Il ne doit pas y avoir de faille ni dans la protection, ni dans la responsabilité. La sécurité est particulièrement importante, puisqu’il ne peut pas y avoir de protection de la vie privée sans une sécurité forte.

 6. Assurer la clarté et la transparence

La confiance n’exclut pas le contrôle. Le PbD vise à assurer que toutes les parties prenantes, quel que soit le traitement ou la technologie considéré, agissent en conformité avec leurs déclarations et puissent faire l’objet d’une vérification indépendante.

 7. Respecter la vie privée des utilisateurs

Les intérêts des individus doivent être mis au premier plan par les concepteurs et architectes du traitement. Cela signifie des mesures concrètes telles que le paramétrage non invasif par défaut des fonctionnalités, une notification appropriée, le respect du droit d’accès, la possibilité de mettre à jour ses données, etc.

Le Privacy by design dans le RGPD et la nLPD

Selon que le responsable de traitement soit soumis à la nLPD suisse ou au RGPD européen, la mise en application du Privacy by design n’a pas les mêmes impacts.

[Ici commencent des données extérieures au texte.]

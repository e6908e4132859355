//! # Roomgate
//!
//! Room broker and session hosts for handing multiplayer matches off
//! from a lobby to the server that runs them.
//!
//! - The **room broker** ([`RoomService`]) creates rooms, admits players
//!   and, when the owner starts the game, assigns a session host.
//! - A **session host** ([`SessionService`]) hydrates the session from
//!   the broker once, then serves reads and writes that alternate in
//!   fixed time windows.
//!
//! ## Quick Start
//!
//! ```rust,no_run
//! use roomgate::prelude::*;
//!
//! # async fn run() -> Result<(), RoomgateError> {
//! let broker = RoomServerBuilder::new()
//!     .bind("127.0.0.1:8555")
//!     .build(FixedHostDirectory::new("127.0.0.1", 8333))
//!     .await?;
//! let host = SessionServerBuilder::new()
//!     .bind("127.0.0.1:8333")
//!     .broker("127.0.0.1:8555")
//!     .build()
//!     .await?;
//! tokio::spawn(broker.run());
//! host.run().await
//! # }
//! ```

mod client;
mod error;
mod room_service;
mod rpc;
mod server;
mod session_service;

pub use client::{DEFAULT_CALL_TIMEOUT, RoomClient, RpcClient, SessionClient};
pub use error::RoomgateError;
pub use room_service::RoomService;
pub use rpc::Service;
pub use server::{
    DEFAULT_BROKER_ADDR, DEFAULT_HANDSHAKE_TIMEOUT, DEFAULT_IDLE_TIMEOUT,
    DEFAULT_REAP_INTERVAL, DEFAULT_SESSION_HOST_ADDR, MIN_REAP_INTERVAL,
    RoomServer, RoomServerBuilder, RpcServer, SessionServer,
    SessionServerBuilder,
};
pub use session_service::SessionService;

pub use roomgate_protocol as protocol;
pub use roomgate_room as room;
pub use roomgate_session as session;
pub use roomgate_transport as transport;

/// Everything needed to run or call a broker and session host.
pub mod prelude {
    pub use crate::{
        RoomClient, RoomServerBuilder, RoomService, RoomgateError, Service,
        SessionClient, SessionServerBuilder, SessionService,
    };
    pub use roomgate_protocol::{
        Liveness, PlayerId, PlayerInfo, Position, ReadinessState, RoomId,
        RoomLifecycleState, RoomSnapshot, SessionAssignment, SessionHost,
        SessionId, SessionLifecycleState,
    };
    pub use roomgate_room::{FixedHostDirectory, HostDirectory, RoomConfig};
    pub use roomgate_session::{
        AccessWindowGate, BootstrapConfig, GameSnapshot, SessionConfig,
    };
}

 Le Privacy by design dans le RGPD

Le responsable de traitement doit appliquer le Privacy by design avant et durant toute la durée du traitement, de manière continue (art. 25 RGPD). Cela implique un examen régulier de l’effectivité des mesures et des garanties choisies. Cela signifie aussi que le Privacy by design s’applique aux systèmes traitant des données à caractère personnel qui existaient avant l’entrée en vigueur du RGPD.

 La violation de ces obligations fait l’objet d’une amende administrative qui peut aller jusqu’à 2% du chiffre d’affaires annuel ou 10 millions d’euros.

 Le Privacy by design dans la LPD

La LPD sera immédiatement applicable dès son entrée en vigueur, sans délai de transition. Elle n’aura pas non plus d’effet rétroactif, ce qui signifie que les principes du Privacy by design ne seront pas applicables aux traitements qui ont débuté sous l’ancienne loi tant que les finalités du traitement restent inchangées et que de nouvelles données ne sont pas collectées.

On notera également, à la lecture de l’article 7 nLPD, que le responsable de traitement «est tenu de mettre en place les mesures de protection des données dès la conception et par défaut. Mais la violation de cette article ne sera toutefois pas être constitutive d’une atteinte à la personnalité au sens de l’art. 30 al. 2.

Les perspectives du Privacy by design en Suisse

Il sera intéressant de voir comment les responsables de traitement suisses appliqueront (ou non) la notion de Privacy by design. Le fait d’exempter les traitements existants et de ne pas sanctionner le non-respect de ces principes n’est à l’évidence pas dans l’intérêt des personnes privées. A mes yeux, il ne l’est pas non plus dans celui des responsables de traitement, car ils devront composer avec deux approches législatives différentes pour un même sujet.

Peut-être les parlementaires ont-ils voulu préserver les responsables de traitement d’une trop lourde mise en conformité. Mais intégrer un principe dans la loi sans forcer sa mise en application a tout d’un vœu pieu.

Dans tous les cas, la prise en compte en amont du Privacy by design est fondamentale, au-delà des aspects de conformité. Le responsable de traitement a en effet tout intérêt à intégrer ces principes le plus tôt possible. Car il pourrait s’avérer très coûteux de devoir modifier ultérieurement des systèmes ou des processus de traitement qui ont déjà été conçus.